Oh, well. That's put us little people in
our place. A suggestion: when your company has been accused of arrogance, it's a little foolish to belittle your readers.
There are enough people in your audience that I can state with some certainty that some of us have had to live through more mergers and acquisition pain than you've had hot dinners. I know that I've been through enough that I could write a book about it and I'll hazard a guess that I'm not the only one here.
I'm proud of what we're doing and you have a choice.
Yup, "my way or the highway", we'd already figured that out.
Use what you want and stop feeding the narrative that someone "did you wrong."
Most people aren't saying that, they are saying you (Autocad) have made a mistake by moving to a subscription model. You have compounded it by publicly giving the impression after the acquisition that Eagle would not be moving to a subscription model and, by your own admission, within a year moving to a subscription model. That doesn't mean that you (Autocad) were deliberately dishonest, but it does make it hard to rely on what you (Autocad) say. So any promises about things like future plans, future subscription pricing, future continued availability and so on have to be evaluated in light of that.
The story about the little boy makes it seem that you have to cry "Wolf!" repeatedly to become untrustworthy. That is not true. Do it once, loudly enough and publicly enough and you loose all future credibility in that moment.
If you've managed to convince me of one thing, it is that Autocad is a company that I would not currently risk doing business with, especially when it comes to tools that could make or break the business that uses them. Even if the tools were the very best available, the risk would be too great. The companies arrogance and inconstancy are exactly what I am looking to avoid in a business partner.
This isn't something I'm saying because
"someone on the Internet is wrong", or because I want to score points in some argument with you. My CAD choices are made, for the time being, and I have no skin in this game. I think the subscription only model is wrong and have, previously, offered reasoned arguments for that position. My point of view is very much as a neutral observer looking in from the outside and I have to say you're making a complete pigs ear of it.

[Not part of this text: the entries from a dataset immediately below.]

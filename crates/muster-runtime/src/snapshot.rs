//! Runtime liveness snapshot — the only agent state that survives a
//! process restart.
//!
//! Written atomically on a fixed cadence. On start, an agent is restored
//! `active` only when its snapshot is both marked active and recent enough
//! (inside the restore window); everything else starts inactive and must
//! be explicitly started again.

use std::path::Path;

use chrono::{DateTime, Duration, Utc};
use serde::{Deserialize, Serialize};

use muster_core::error::{MusterError, Result};

#[derive(Debug, Clone, Serialize, Deserialize)]
pub struct AgentSnapshot {
    pub agent_id: String,
    pub active: bool,
    pub heartbeat_secs: u64,
    #[serde(default)]
    pub last_heartbeat_emitted_at: Option<DateTime<Utc>>,
}

#[derive(Debug, Clone, Serialize, Deserialize)]
pub struct RuntimeSnapshot {
    pub written_at: DateTime<Utc>,
    pub agents: Vec<AgentSnapshot>,
}

impl RuntimeSnapshot {
    pub fn new(agents: Vec<AgentSnapshot>) -> Self {
        Self {
            written_at: Utc::now(),
            agents,
        }
    }

    /// Atomic write: temp file, then rename.
    pub fn save(&self, path: &Path) -> Result<()> {
        if let Some(parent) = path.parent() {
            std::fs::create_dir_all(parent)?;
        }
        let json = serde_json::to_string_pretty(self)
            .map_err(|e| MusterError::Store(format!("serialize snapshot: {e}")))?;
        let tmp = path.with_extension("json.tmp");
        std::fs::write(&tmp, &json)?;
        std::fs::rename(&tmp, path)?;
        Ok(())
    }

    pub fn load(path: &Path) -> Result<Option<Self>> {
        if !path.exists() {
            return Ok(None);
        }
        let content = std::fs::read_to_string(path)?;
        let snapshot = serde_json::from_str(&content)
            .map_err(|e| MusterError::Store(format!("parse snapshot: {e}")))?;
        Ok(Some(snapshot))
    }

    /// Whether this snapshot is recent enough to restore agents from.
    pub fn within_window(&self, now: DateTime<Utc>, window_secs: u64) -> bool {
        now - self.written_at <= Duration::seconds(window_secs as i64)
    }
}

#[cfg(test)]
mod tests {
    use super::*;

    fn snapshot_written_at(written_at: DateTime<Utc>) -> RuntimeSnapshot {
        RuntimeSnapshot {
            written_at,
            agents: vec![AgentSnapshot {
                agent_id: "a1".into(),
                active: true,
                heartbeat_secs: 60,
                last_heartbeat_emitted_at: None,
            }],
        }
    }

    #[test]
    fn save_load_round_trip() {
        let dir = tempfile::tempdir().unwrap();
        let path = dir.path().join("runtime.json");
        let snapshot = snapshot_written_at(Utc::now());
        snapshot.save(&path).unwrap();

        let loaded = RuntimeSnapshot::load(&path).unwrap().unwrap();
        assert_eq!(loaded.agents.len(), 1);
        assert_eq!(loaded.agents[0].agent_id, "a1");
        assert!(loaded.agents[0].active);
    }

    #[test]
    fn missing_snapshot_is_none() {
        let dir = tempfile::tempdir().unwrap();
        assert!(RuntimeSnapshot::load(&dir.path().join("runtime.json"))
            .unwrap()
            .is_none());
    }

    #[test]
    fn restore_window_boundaries() {
        let now = Utc::now();
        // 5 minutes old: inside the 10-minute window.
        let snapshot = snapshot_written_at(now - Duration::seconds(300));
        assert!(snapshot.within_window(now, 600));
        // 700 seconds old: outside.
        let snapshot = snapshot_written_at(now - Duration::seconds(700));
        assert!(!snapshot.within_window(now, 600));
    }
}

What I'm seeing here is a company that made a choice of business model, that many of their existing customers vocally didn't like, being intransigent for the sake of it and making a mess of talking
at their customers instead of talking
with their customers. If the subscription model is as good as claimed, then you could risk also having a conventional license model as well, retain the customers who will never 'go subscription', and prove your faith in the subscription model if indeed it does win in competition with conventional licensing. Offer a genuine choice instead of the pseudo-choice of "my way or the highway".